1970’li yılların ortalarında, 2.Milliyetçi Cephe Hükûmetinin kurulması için Ankara’da bir hafta kadar mekik diplomasisinde bulunmuştuk. Müzakerelerde, Merhum Erbakan Hoca ile, Merhum, Başbuğ, Alparslan Türkeş, koalisyon kuralım veya Adalet Partisi’nin kuracağı bir azınlık hükûmetini dışardan destekleyelim, herhangi bir şart ileri sürmeyeceğiz, memleketimizin âlî menfaatı için destek vereceğiz, yalnız, hariciye vekaletine, İhsan Sabri Çağlayangil’in getirilmesini istemiyoruz. Kamran İnan Bey olabilir veya Adalet Partisi içinden bir başka arkadaşımız olabilir,” dediler- Adalet Partisi hükûmetlerinin değişmez hariciye vekili, İhsan Sabri Çağlayangil’in lakabı, “Ekselans,” büyükelçiler başta olmak üzere, misyon şeflerinin tamamı, “Monşer,” idi. Kendi vatandaşını hakir gören, batı hayranı, kendi Memleketinin menfaatından çok batılıların menfaatını ön plânda tutan bir nesil... Son olarak Demirel ile görüştük, “Erbakan Hoca ve Türkeş Bey, madem öyle istiyorlar biz de kabul ederiz.” dedi. İstanbul’a döndük, ferdası günü ittifak gazetelerinin müşterek manşeti, “hükûmet kuruluyor, Kamran İnan Dışişleri Bakanı,” İttifak dışı refiklerimiz de bizim haberimizi mehaz göstererek, “Ankara’da iyi haber alan kaynaklara göre, hükûmet kuruluyor, Kamran İnan Dışişleri Bakanı,” diye verdiler.

Ertesi gün, T.R.T.’ nin, Türkiye Radyo’larının 11.00 ajansında, yeni kurulan ve Cumhurbaşkanı tarafından onaylanan hükûmet listesi açıklanıyor, dikkat kesildik, pür dikkat dinliyoruz, “Dışişleri Bakanı, İhsan Sabri Çağlayangil, Enerji ve Tabi’î Kaynaklar Bakanı, Kamran İnan... Demirel yine hepimizi şaşırtmıştı, ya da hiç birimizi şaşırtmamıştı.. Demirel buydu ve hiç değişmemişti...
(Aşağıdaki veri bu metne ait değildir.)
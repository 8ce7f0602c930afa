//! Storage seam for the grading engine.
//!
//! The engine only talks to [`GradeStore`]; [`SqliteStore`] is the workspace
//! implementation and works equally over a plain connection or an open
//! transaction (both deref to `rusqlite::Connection`).

use rusqlite::types::Value;
use rusqlite::{params_from_iter, Connection, OptionalExtension, Row};
use serde::Serialize;
use std::collections::HashMap;

use crate::calc::{GradeComponent, GradingMode, Period, RawValue};
use crate::error::GradeError;
use crate::ledger::{HistoryEntry, NewHistoryEntry};

pub type StoreResult<T> = Result<T, GradeError>;

/// (enrollment_id, component_id) -> stored value.
pub type ScoreTable = HashMap<(String, String), RawValue>;

#[derive(Debug, Clone, PartialEq, Serialize)]
#[serde(rename_all = "camelCase")]
pub struct ClassInfo {
    pub id: String,
    pub teacher_id: String,
    pub name: String,
    pub grading_mode: GradingMode,
}

#[derive(Debug, Clone, PartialEq, Serialize)]
#[serde(rename_all = "camelCase")]
pub struct Enrollment {
    pub id: String,
    pub class_id: String,
    pub student_name: String,
    pub sort_order: i64,
}

#[derive(Debug, Clone, PartialEq, Serialize)]
#[serde(rename_all = "camelCase")]
pub struct FinalGradeRecord {
    pub enrollment_id: String,
    pub class_id: String,
    pub overall_final_grade: Option<f64>,
    pub remarks: String,
}

pub trait GradeStore {
    fn load_class(&self, class_id: &str) -> StoreResult<Option<ClassInfo>>;

    fn load_teacher_classes(&self, teacher_id: &str) -> StoreResult<Vec<ClassInfo>>;

    fn load_enrollments(&self, class_id: &str) -> StoreResult<Vec<Enrollment>>;

    fn load_components(&self, class_id: &str) -> StoreResult<Vec<GradeComponent>>;

    fn load_component(&self, component_id: &str) -> StoreResult<Option<GradeComponent>>;

    fn insert_component(&self, component: &GradeComponent) -> StoreResult<()>;

    /// Rewrites the editable columns of an existing component.
    fn update_component(&self, component: &GradeComponent) -> StoreResult<()>;

    /// Removes the component and the scores recorded against it.
    fn delete_component(&self, component_id: &str) -> StoreResult<()>;

    fn set_component_locked(&self, component_id: &str, locked: bool) -> StoreResult<()>;

    fn load_scores(&self, enrollment_ids: &[String], component_ids: &[String]) -> StoreResult<ScoreTable>;

    /// Single-statement upsert keyed by (enrollment_id, component_id).
    fn upsert_score(&self, enrollment_id: &str, component_id: &str, value: &str) -> StoreResult<()>;

    fn load_final_grade(&self, enrollment_id: &str, class_id: &str) -> StoreResult<Option<FinalGradeRecord>>;

    fn upsert_final_grade(&self, record: &FinalGradeRecord) -> StoreResult<()>;

    fn append_history(&self, entry: &NewHistoryEntry<'_>) -> StoreResult<HistoryEntry>;

    /// Newest first. `limit` truncates after ordering.
    fn load_history(&self, enrollment_id: &str, class_id: &str, limit: Option<usize>) -> StoreResult<Vec<HistoryEntry>>;
}

/// Loads the class and checks it belongs to `teacher_id`.
pub fn authorize_class(store: &dyn GradeStore, class_id: &str, teacher_id: &str) -> StoreResult<ClassInfo> {
    let class = store
        .load_class(class_id)?
        .ok_or(GradeError::NotFound("class"))?;
    if class.teacher_id != teacher_id {
        return Err(GradeError::Forbidden {
            what: "class",
            id: class_id.to_string(),
            teacher_id: teacher_id.to_string(),
        });
    }
    Ok(class)
}

/// Loads the component and checks its class belongs to `teacher_id`.
pub fn authorize_component(
    store: &dyn GradeStore,
    component_id: &str,
    teacher_id: &str,
) -> StoreResult<(GradeComponent, ClassInfo)> {
    let component = store
        .load_component(component_id)?
        .ok_or(GradeError::NotFound("component"))?;
    let class = authorize_class(store, &component.class_id, teacher_id).map_err(|e| match e {
        GradeError::Forbidden { teacher_id, .. } => GradeError::Forbidden {
            what: "component",
            id: component_id.to_string(),
            teacher_id,
        },
        other => other,
    })?;
    Ok((component, class))
}

pub fn now_timestamp() -> String {
    chrono::Utc::now()
        .format("%Y-%m-%dT%H:%M:%S%.6fZ")
        .to_string()
}

pub struct SqliteStore<'c> {
    conn: &'c Connection,
}

impl<'c> SqliteStore<'c> {
    pub fn new(conn: &'c Connection) -> Self {
        Self { conn }
    }
}

const COMPONENT_COLUMNS: &str =
    "id, class_id, name, period, max_score, weight, is_attendance_based, is_locked, sort_order";

fn component_from_row(r: &Row<'_>) -> rusqlite::Result<GradeComponent> {
    let period: Option<String> = r.get(3)?;
    Ok(GradeComponent {
        id: r.get(0)?,
        class_id: r.get(1)?,
        name: r.get(2)?,
        period: period.as_deref().and_then(Period::parse),
        max_score: r.get(4)?,
        weight: r.get(5)?,
        is_attendance_based: r.get::<_, i64>(6)? != 0,
        is_locked: r.get::<_, i64>(7)? != 0,
        sort_order: r.get(8)?,
    })
}

fn history_from_row(r: &Row<'_>) -> rusqlite::Result<HistoryEntry> {
    Ok(HistoryEntry {
        id: r.get(0)?,
        enrollment_id: r.get(1)?,
        class_id: r.get(2)?,
        teacher_id: r.get(3)?,
        component_id: r.get(4)?,
        grade_type: r.get(5)?,
        old_value: r.get(6)?,
        new_value: r.get(7)?,
        timestamp: r.get(8)?,
    })
}

impl GradeStore for SqliteStore<'_> {
    fn load_class(&self, class_id: &str) -> StoreResult<Option<ClassInfo>> {
        let row: Option<(String, String, String, String)> = self
            .conn
            .query_row(
                "SELECT id, teacher_id, name, grading_mode FROM classes WHERE id = ?",
                [class_id],
                |r| Ok((r.get(0)?, r.get(1)?, r.get(2)?, r.get(3)?)),
            )
            .optional()?;
        Ok(row.map(|(id, teacher_id, name, mode)| ClassInfo {
            id,
            teacher_id,
            name,
            grading_mode: GradingMode::parse(&mode).unwrap_or_default(),
        }))
    }

    fn load_teacher_classes(&self, teacher_id: &str) -> StoreResult<Vec<ClassInfo>> {
        let mut stmt = self.conn.prepare(
            "SELECT id, teacher_id, name, grading_mode
             FROM classes
             WHERE teacher_id = ?
             ORDER BY name, id",
        )?;
        let rows = stmt
            .query_map([teacher_id], |r| {
                let mode: String = r.get(3)?;
                Ok(ClassInfo {
                    id: r.get(0)?,
                    teacher_id: r.get(1)?,
                    name: r.get(2)?,
                    grading_mode: GradingMode::parse(&mode).unwrap_or_default(),
                })
            })?
            .collect::<Result<Vec<_>, _>>()?;
        Ok(rows)
    }

    fn load_enrollments(&self, class_id: &str) -> StoreResult<Vec<Enrollment>> {
        let mut stmt = self.conn.prepare(
            "SELECT id, class_id, student_name, sort_order
             FROM enrollments
             WHERE class_id = ?
             ORDER BY sort_order",
        )?;
        let rows = stmt
            .query_map([class_id], |r| {
                Ok(Enrollment {
                    id: r.get(0)?,
                    class_id: r.get(1)?,
                    student_name: r.get(2)?,
                    sort_order: r.get(3)?,
                })
            })?
            .collect::<Result<Vec<_>, _>>()?;
        Ok(rows)
    }

    fn load_components(&self, class_id: &str) -> StoreResult<Vec<GradeComponent>> {
        let sql = format!(
            "SELECT {} FROM grade_components WHERE class_id = ? ORDER BY sort_order",
            COMPONENT_COLUMNS
        );
        let mut stmt = self.conn.prepare(&sql)?;
        let rows = stmt
            .query_map([class_id], component_from_row)?
            .collect::<Result<Vec<_>, _>>()?;
        Ok(rows)
    }

    fn load_component(&self, component_id: &str) -> StoreResult<Option<GradeComponent>> {
        let sql = format!(
            "SELECT {} FROM grade_components WHERE id = ?",
            COMPONENT_COLUMNS
        );
        Ok(self
            .conn
            .query_row(&sql, [component_id], component_from_row)
            .optional()?)
    }

    fn insert_component(&self, c: &GradeComponent) -> StoreResult<()> {
        self.conn.execute(
            "INSERT INTO grade_components(id, class_id, name, period, max_score, weight, is_attendance_based, is_locked, sort_order)
             VALUES(?, ?, ?, ?, ?, ?, ?, ?, ?)",
            (
                &c.id,
                &c.class_id,
                &c.name,
                c.period.map(|p| p.as_str()),
                c.max_score,
                c.weight,
                c.is_attendance_based as i64,
                c.is_locked as i64,
                c.sort_order,
            ),
        )?;
        Ok(())
    }

    fn update_component(&self, c: &GradeComponent) -> StoreResult<()> {
        self.conn.execute(
            "UPDATE grade_components
             SET name = ?, period = ?, max_score = ?, weight = ?, is_attendance_based = ?
             WHERE id = ?",
            (
                &c.name,
                c.period.map(|p| p.as_str()),
                c.max_score,
                c.weight,
                c.is_attendance_based as i64,
                &c.id,
            ),
        )?;
        Ok(())
    }

    fn delete_component(&self, component_id: &str) -> StoreResult<()> {
        self.conn
            .execute("DELETE FROM raw_scores WHERE component_id = ?", [component_id])?;
        self.conn
            .execute("DELETE FROM grade_components WHERE id = ?", [component_id])?;
        Ok(())
    }

    fn set_component_locked(&self, component_id: &str, locked: bool) -> StoreResult<()> {
        self.conn.execute(
            "UPDATE grade_components SET is_locked = ? WHERE id = ?",
            (locked as i64, component_id),
        )?;
        Ok(())
    }

    fn load_scores(&self, enrollment_ids: &[String], component_ids: &[String]) -> StoreResult<ScoreTable> {
        let mut table = ScoreTable::new();
        if enrollment_ids.is_empty() || component_ids.is_empty() {
            return Ok(table);
        }

        let enroll_placeholders = vec!["?"; enrollment_ids.len()].join(",");
        let comp_placeholders = vec!["?"; component_ids.len()].join(",");
        let sql = format!(
            "SELECT enrollment_id, component_id, value
             FROM raw_scores
             WHERE enrollment_id IN ({}) AND component_id IN ({})",
            enroll_placeholders, comp_placeholders
        );
        let mut bind_values: Vec<Value> =
            Vec::with_capacity(enrollment_ids.len() + component_ids.len());
        for id in enrollment_ids {
            bind_values.push(Value::Text(id.clone()));
        }
        for id in component_ids {
            bind_values.push(Value::Text(id.clone()));
        }

        let mut stmt = self.conn.prepare(&sql)?;
        let rows = stmt.query_map(params_from_iter(bind_values), |r| {
            let enrollment_id: String = r.get(0)?;
            let component_id: String = r.get(1)?;
            let value: String = r.get(2)?;
            Ok((enrollment_id, component_id, value))
        })?;
        for row in rows {
            let (enrollment_id, component_id, value) = row?;
            table.insert((enrollment_id, component_id), RawValue::parse(&value));
        }
        Ok(table)
    }

    fn upsert_score(&self, enrollment_id: &str, component_id: &str, value: &str) -> StoreResult<()> {
        let score_id = uuid::Uuid::new_v4().to_string();
        self.conn.execute(
            "INSERT INTO raw_scores(id, enrollment_id, component_id, value, updated_at)
             VALUES(?, ?, ?, ?, ?)
             ON CONFLICT(enrollment_id, component_id) DO UPDATE SET
               value = excluded.value,
               updated_at = excluded.updated_at",
            (&score_id, enrollment_id, component_id, value, now_timestamp()),
        )?;
        Ok(())
    }

    fn load_final_grade(&self, enrollment_id: &str, class_id: &str) -> StoreResult<Option<FinalGradeRecord>> {
        Ok(self
            .conn
            .query_row(
                "SELECT enrollment_id, class_id, overall_final_grade, remarks
                 FROM final_grades
                 WHERE enrollment_id = ? AND class_id = ?",
                (enrollment_id, class_id),
                |r| {
                    Ok(FinalGradeRecord {
                        enrollment_id: r.get(0)?,
                        class_id: r.get(1)?,
                        overall_final_grade: r.get(2)?,
                        remarks: r.get(3)?,
                    })
                },
            )
            .optional()?)
    }

    fn upsert_final_grade(&self, record: &FinalGradeRecord) -> StoreResult<()> {
        self.conn.execute(
            "INSERT INTO final_grades(enrollment_id, class_id, overall_final_grade, remarks, updated_at)
             VALUES(?, ?, ?, ?, ?)
             ON CONFLICT(enrollment_id, class_id) DO UPDATE SET
               overall_final_grade = excluded.overall_final_grade,
               remarks = excluded.remarks,
               updated_at = excluded.updated_at",
            (
                &record.enrollment_id,
                &record.class_id,
                record.overall_final_grade,
                &record.remarks,
                now_timestamp(),
            ),
        )?;
        Ok(())
    }

    fn append_history(&self, entry: &NewHistoryEntry<'_>) -> StoreResult<HistoryEntry> {
        let stored = HistoryEntry {
            id: uuid::Uuid::new_v4().to_string(),
            enrollment_id: entry.enrollment_id.to_string(),
            class_id: entry.class_id.to_string(),
            teacher_id: entry.teacher_id.to_string(),
            component_id: entry.component_id.map(str::to_string),
            grade_type: entry.grade_type.to_string(),
            old_value: entry.old_value.map(str::to_string),
            new_value: entry.new_value.to_string(),
            timestamp: now_timestamp(),
        };
        self.conn.execute(
            "INSERT INTO grade_history(id, enrollment_id, class_id, teacher_id, component_id, grade_type, old_value, new_value, created_at)
             VALUES(?, ?, ?, ?, ?, ?, ?, ?, ?)",
            (
                &stored.id,
                &stored.enrollment_id,
                &stored.class_id,
                &stored.teacher_id,
                &stored.component_id,
                &stored.grade_type,
                &stored.old_value,
                &stored.new_value,
                &stored.timestamp,
            ),
        )?;
        Ok(stored)
    }

    fn load_history(&self, enrollment_id: &str, class_id: &str, limit: Option<usize>) -> StoreResult<Vec<HistoryEntry>> {
        // LIMIT -1 means "no limit" in SQLite.
        let limit = limit.map(|n| n as i64).unwrap_or(-1);
        let mut stmt = self.conn.prepare(
            "SELECT id, enrollment_id, class_id, teacher_id, component_id, grade_type, old_value, new_value, created_at
             FROM grade_history
             WHERE enrollment_id = ? AND class_id = ?
             ORDER BY created_at DESC, seq DESC
             LIMIT ?",
        )?;
        let rows = stmt
            .query_map((enrollment_id, class_id, limit), history_from_row)?
            .collect::<Result<Vec<_>, _>>()?;
        Ok(rows)
    }
}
Âlây-u vâlâ ile hazırlanan ve Aziz Milletimize duyurulan kararname, Demirel tarafından sümen altı edilmiş, Ayasofya’nın ibadete açılması, hiç gelmeyecek bahara bırakılmıştı.

Ayasofya’nın ibadete açılabilmesi için, kararnâme dışında başka bir formül bulunabilir miydi?

Kültür Bakanlığı Müsteşarı, Merhum, Prof.Dr. Emin Bilgiç, üst bürokratlar ve Kültür Bakanlığı hukukçuları bir formül geliştirdiler. Buna göre, Ayasofya’yı, Camii Kebir’inin müzeye tahvili ile alakalı, Bakanlar Kurulu Kararı, sadece, Ayasofya’nın ana mekânıyla alakalıdır, müştemilât, mülhakât bu kararnâmenin şümûlünde değildir. Dolayısıyla, müştemilât ve mülhakât, açılabilir, alakalı kurum ve kuruluşların buralarda tasarrufuna hiç bir mani yoktur. Ayasofya’nın kuzeyinde bulunan, Ayasofya, İmâreti, güneyindeki türbeler bölümü, kıblesinde bulunan, Sultan Abdülmecid döneminde yaptırılan, Hünkar Mahfili ve Mahfil’in medhali, (giriş bölümü), kararnâme şümulünde olmayıp, herhangi bir makam ve mevkiden izin alınmaksızın, açılabilir tasarrufta bulunulabilir. Bu istikamette hazırlıklara başlanıldı...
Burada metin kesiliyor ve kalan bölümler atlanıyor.